Academic background
- Alma mater: Harvard University

Academic work
- Discipline: Classics
- Sub-discipline: Latin Classical reception studies
- Institutions: University of London University of Maryland

= Judith P. Hallett =

American classicist

Judith P. Hallett is Professor and Distinguished Scholar-Teacher Emerita of Classics, having formerly been the Graduate Director at the Department of Classics, University of Maryland. Her research focuses on women, the family, and sexuality in ancient Greece and Rome, particularly in Latin literature. She is also an expert on classical education and reception in the nineteenth and twentieth centuries.

==Biography==
Hallett received a BA from Wellesley College and an MA and PhD from Harvard University (1971).

While at Harvard, she studied at the American Academy in Rome. Later on, she spent a year at the Institute of Classical Studies at the University of London. She was elected to the American Philological Association Board of Directors for 1997–1999, and appointed the Vice-President of that Association's Division of Outreach in 1999. She was president of the Classical Association of the Atlantic States in 2000. From 2000 to 2009, she coordinated the CAAS meetings. She was also elected the APA Vice-President for Outreach for 2008–2011. She was a member of the Maryland Humanities Council from 2001 to 2011. From 2002 to 2009 she was a member of the Board of Trustees of the Baltimore Hebrew University, and in 2010 she was appointed to the board of directors of the Thornton Wilder Society. She was also elected president for 2013–2015 of the Gamma of Maryland Chapter of Phi Beta Kappa.
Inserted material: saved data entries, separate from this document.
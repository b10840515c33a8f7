// Copyright (c) 2026 100monkeys.ai
// SPDX-License-Identifier: AGPL-3.0

//! Resource Provisioner Application Service
//!
//! Idempotently ensures the named volumes and networks a set of services
//! needs exist in the engine:
//! - absent resources are created with the declared driver and options
//! - present resources are checked against the declaration; a conflicting
//!   driver is a `Configuration` error and the resource is left untouched
//! - external resources are never created, only required to exist
//!
//! All checks for one call complete before the first resource is created,
//! so a conflict on any resource aborts without mutating the engine.

use crate::domain::engine::{ContainerEngine, EngineError, NetworkInfo, ResourceSpec, VolumeInfo};
use crate::domain::error::ProjectError;
use crate::domain::events::ResourceEvent;
use crate::domain::labels;
use crate::domain::project::{NetworkConfig, Project, VolumeConfig};
use crate::domain::service::{NetworkMode, Service, VolumeBinding};
use crate::infrastructure::event_bus::EventBus;
use async_trait::async_trait;
use chrono::Utc;
use std::collections::{BTreeSet, HashMap};
use std::sync::Arc;
use tracing::{debug, info};

/// Declared resources a set of services needs.
#[derive(Debug, Clone, Default, PartialEq, Eq)]
pub struct ResourceRequirements {
    /// Declared (short) volume names.
    pub volumes: BTreeSet<String>,
    /// Declared (short) network names.
    pub networks: BTreeSet<String>,
    pub default_network: bool,
}

impl ResourceRequirements {
    pub fn for_services<'a>(
        project: &Project,
        services: impl IntoIterator<Item = &'a Service>,
    ) -> Self {
        let mut requirements = Self::default();
        for service in services {
            for volume in &service.volumes {
                if let VolumeBinding::Named { volume, .. } = volume {
                    requirements.volumes.insert(volume.clone());
                }
            }
            match &service.network_mode {
                NetworkMode::ProjectDefault => requirements.default_network = true,
                NetworkMode::Network(name) if project.networks().contains_key(name) => {
                    requirements.networks.insert(name.clone());
                }
                _ => {}
            }
        }
        requirements
    }

    /// Every declared resource, plus the default network when any service
    /// uses it.
    pub fn all(project: &Project) -> Self {
        Self {
            volumes: project.volumes().keys().cloned().collect(),
            networks: project.networks().keys().cloned().collect(),
            default_network: project.uses_default_network(project.services()),
        }
    }
}

// ============================================================================
// Service Trait
// ============================================================================

#[async_trait]
pub trait ResourceProvisioner: Send + Sync {
    /// Ensure every required resource exists and matches its declaration.
    async fn provision(
        &self,
        project: &Project,
        requirements: &ResourceRequirements,
    ) -> Result<(), ProjectError>;

    /// Remove the project's non-external networks, including the default one.
    async fn remove_networks(&self, project: &Project) -> Result<Vec<String>, ProjectError>;

    /// Remove the project's non-external volumes.
    async fn remove_volumes(&self, project: &Project) -> Result<Vec<String>, ProjectError>;
}

// ============================================================================
// Standard Implementation
// ============================================================================

enum Pending<'a> {
    Volume {
        name: &'a str,
        config: &'a VolumeConfig,
    },
    Network {
        name: &'a str,
        engine_name: String,
        config: Option<&'a NetworkConfig>,
    },
}

pub struct StandardResourceProvisioner {
    engine: Arc<dyn ContainerEngine>,
    event_bus: Arc<EventBus>,
}

impl StandardResourceProvisioner {
    pub fn new(engine: Arc<dyn ContainerEngine>, event_bus: Arc<EventBus>) -> Self {
        Self { engine, event_bus }
    }

    fn engine_error(resource: &str, error: EngineError) -> ProjectError {
        ProjectError::OperationFailed {
            service: resource.to_string(),
            message: error.to_string(),
        }
    }

    /// Returns true when the volume still has to be created.
    async fn check_volume(
        &self,
        project: &Project,
        name: &str,
        config: &VolumeConfig,
    ) -> Result<bool, ProjectError> {
        let engine_name = project.volume_name(name);
        let existing = self
            .engine
            .inspect_volume(&engine_name)
            .await
            .map_err(|e| Self::engine_error(&engine_name, e))?;

        if config.external {
            return match existing {
                Some(_) => Ok(false),
                None => Err(ProjectError::Configuration(format!(
                    "External volume \"{}\" not found. Please create it before running this project",
                    engine_name
                ))),
            };
        }

        match existing {
            Some(info) => {
                check_driver_conflict("volume", name, &engine_name, config.driver.as_deref(), &info.driver)?;
                debug!("Volume {} already exists", engine_name);
                Ok(false)
            }
            None => Ok(true),
        }
    }

    async fn check_network(
        &self,
        project: &Project,
        name: &str,
        engine_name: &str,
        config: Option<&NetworkConfig>,
    ) -> Result<bool, ProjectError> {
        let existing = self
            .engine
            .inspect_network(engine_name)
            .await
            .map_err(|e| Self::engine_error(engine_name, e))?;

        if config.map(|c| c.external).unwrap_or(false) {
            return match existing {
                Some(_) => Ok(false),
                None => Err(ProjectError::Configuration(format!(
                    "External network \"{}\" not found. Please create it before running this project",
                    engine_name
                ))),
            };
        }

        let Some(info) = existing else {
            return Ok(true);
        };

        if let Some(config) = config {
            check_driver_conflict("network", name, engine_name, config.driver.as_deref(), &info.driver)?;
            check_network_options(name, config, &info)?;
        }
        debug!("Network {} already exists in project {}", engine_name, project.name());
        Ok(false)
    }

    async fn create_volume(
        &self,
        project: &Project,
        name: &str,
        config: &VolumeConfig,
    ) -> Result<VolumeInfo, ProjectError> {
        let engine_name = project.volume_name(name);
        info!("Creating volume {} (driver: {:?})", engine_name, config.driver);

        let spec = ResourceSpec {
            name: engine_name.clone(),
            driver: config.driver.clone().filter(|d| !d.is_empty()),
            options: config.driver_opts.clone().into_iter().collect(),
            labels: labels::volume_labels(project.name(), name),
        };

        let created = self.engine.create_volume(spec).await.map_err(|e| match e {
            EngineError::NotFound(_) => ProjectError::Configuration(format!(
                "Volume {} specifies nonexistent driver {}",
                name,
                config.driver.as_deref().unwrap_or_default()
            )),
            other => Self::engine_error(&engine_name, other),
        })?;

        metrics::counter!("stevedore_resources_created_total", "kind" => "volume").increment(1);
        self.event_bus.publish_resource_event(ResourceEvent::VolumeCreated {
            project: project.name().to_string(),
            volume: created.name.clone(),
            driver: created.driver.clone(),
            created_at: Utc::now(),
        });
        Ok(created)
    }

    async fn create_network(
        &self,
        project: &Project,
        name: &str,
        engine_name: &str,
        config: Option<&NetworkConfig>,
    ) -> Result<NetworkInfo, ProjectError> {
        let driver = config.and_then(|c| c.driver.clone()).filter(|d| !d.is_empty());
        info!("Creating network {} (driver: {:?})", engine_name, driver);

        let spec = ResourceSpec {
            name: engine_name.to_string(),
            driver: driver.clone(),
            options: config
                .map(|c| c.driver_opts.clone().into_iter().collect())
                .unwrap_or_default(),
            labels: labels::network_labels(project.name(), name),
        };

        let created = self.engine.create_network(spec).await.map_err(|e| match e {
            EngineError::NotFound(_) => ProjectError::Configuration(format!(
                "Network {} specifies nonexistent driver {}",
                name,
                driver.as_deref().unwrap_or_default()
            )),
            other => Self::engine_error(engine_name, other),
        })?;

        metrics::counter!("stevedore_resources_created_total", "kind" => "network").increment(1);
        self.event_bus.publish_resource_event(ResourceEvent::NetworkCreated {
            project: project.name().to_string(),
            network: created.name.clone(),
            driver: created.driver.clone(),
            created_at: Utc::now(),
        });
        Ok(created)
    }
}

#[async_trait]
impl ResourceProvisioner for StandardResourceProvisioner {
    async fn provision(
        &self,
        project: &Project,
        requirements: &ResourceRequirements,
    ) -> Result<(), ProjectError> {
        let mut pending = Vec::new();

        for name in &requirements.volumes {
            let config = project.volumes().get(name).ok_or_else(|| {
                ProjectError::Configuration(format!("Volume {} is not declared", name))
            })?;
            if self.check_volume(project, name, config).await? {
                pending.push(Pending::Volume { name, config });
            }
        }

        for name in &requirements.networks {
            let config = project.networks().get(name);
            let engine_name = project.network_name(name);
            if self.check_network(project, name, &engine_name, config).await? {
                pending.push(Pending::Network {
                    name,
                    engine_name,
                    config,
                });
            }
        }

        let default_name = project.default_network_name();
        if requirements.default_network
            && !requirements.networks.contains("default")
            && self.check_network(project, "default", &default_name, None).await?
        {
            pending.push(Pending::Network {
                name: "default",
                engine_name: default_name,
                config: None,
            });
        }

        for resource in pending {
            match resource {
                Pending::Volume { name, config } => {
                    self.create_volume(project, name, config).await?;
                }
                Pending::Network {
                    name,
                    engine_name,
                    config,
                } => {
                    self.create_network(project, name, &engine_name, config).await?;
                }
            }
        }

        Ok(())
    }

    async fn remove_networks(&self, project: &Project) -> Result<Vec<String>, ProjectError> {
        let mut names: Vec<String> = project
            .networks()
            .iter()
            .filter(|(_, config)| !config.external)
            .map(|(name, _)| project.network_name(name))
            .collect();
        names.push(project.default_network_name());

        let mut removed = Vec::new();
        for name in names {
            match self.engine.inspect_network(&name).await {
                Ok(Some(_)) => {}
                Ok(None) => continue,
                Err(e) => return Err(Self::engine_error(&name, e)),
            }
            info!("Removing network {}", name);
            self.engine
                .remove_network(&name)
                .await
                .map_err(|e| Self::engine_error(&name, e))?;
            self.event_bus.publish_resource_event(ResourceEvent::NetworkRemoved {
                project: project.name().to_string(),
                network: name.clone(),
                removed_at: Utc::now(),
            });
            removed.push(name);
        }
        Ok(removed)
    }

    async fn remove_volumes(&self, project: &Project) -> Result<Vec<String>, ProjectError> {
        let mut removed = Vec::new();
        for (name, config) in project.volumes() {
            if config.external {
                continue;
            }
            let engine_name = project.volume_name(name);
            match self.engine.inspect_volume(&engine_name).await {
                Ok(Some(_)) => {}
                Ok(None) => continue,
                Err(e) => return Err(Self::engine_error(&engine_name, e)),
            }
            info!("Removing volume {}", engine_name);
            self.engine
                .remove_volume(&engine_name)
                .await
                .map_err(|e| Self::engine_error(&engine_name, e))?;
            self.event_bus.publish_resource_event(ResourceEvent::VolumeRemoved {
                project: project.name().to_string(),
                volume: engine_name.clone(),
                removed_at: Utc::now(),
            });
            removed.push(engine_name);
        }
        Ok(removed)
    }
}

/// An empty or absent declared driver means "engine default" and never
/// conflicts.
fn check_driver_conflict(
    kind: &str,
    name: &str,
    engine_name: &str,
    declared: Option<&str>,
    existing: &str,
) -> Result<(), ProjectError> {
    match declared {
        Some(driver) if !driver.is_empty() && driver != existing => {
            Err(ProjectError::Configuration(format!(
                "Configuration for {kind} {name} specifies driver {driver}, but a {kind} with the same name uses a different driver ({existing}). If you wish to use the new configuration, please remove the existing {kind} \"{engine_name}\" first"
            )))
        }
        _ => Ok(()),
    }
}

fn check_network_options(
    name: &str,
    config: &NetworkConfig,
    existing: &NetworkInfo,
) -> Result<(), ProjectError> {
    let existing_options: &HashMap<String, String> = &existing.options;
    for (key, value) in &config.driver_opts {
        if existing_options.get(key) != Some(value) {
            return Err(ProjectError::Configuration(format!(
                "Network \"{}\" needs to be recreated - option \"{}\" has changed",
                name, key
            )));
        }
    }
    Ok(())
}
She has participated in several TV shows as an expert guest. From 1986 until 1994 she appeared on the Canadian radio show The Court of Ideas. She was interviewed by Sander Vanocur for the History Channel/A&E series Movies in Time. For the same channels, she was part of a segment for the Valentine's Special on the five greatest love affairs of history and their series The History of Sex (1999). In 2001, she was a consultant for the PBS series The Roman Empire in the First Century, making an appearance on every episode aired.

Hallett is also a founding co-editor of the journal EuGesTa (Journal of Gender Studies in Antiquity).

==Honors==
Hallett has been honored by the publishing of a festschrift (a celebratory collection of articles) for her contributions to the study of Roman literature and culture. The title of the festschrift is Roman Literature, Gender and Reception: Domina Illustris. She also received the Lambda Classical Caucus (LCC) Activism Award for the year 2015. This award is given to members who have promoted the rights and well-being of sexual minorities beyond the usual academic activities. She was the Suzanne Deal Booth Scholar-in-Residence at the Intercollegiate Center for Classical Studies in Rome for 2017–2018. In March 2018, she was awarded the Lifetime Achievement Award from Eta Sigma Phi, the citation drawing attention not only to her research and teaching but also to her 'stalwart service for the profession'. In April 2018, a one-day international colloquium on women and classical scholarship was held at the University of Maryland to honor her retirement. In 2023 she, along with her co-editors Bartolo Natoli and Angela Pitts, won the Bolchazy-Carducci Pedagogy Award for the book Ancient Women Writers of Greece and Rome.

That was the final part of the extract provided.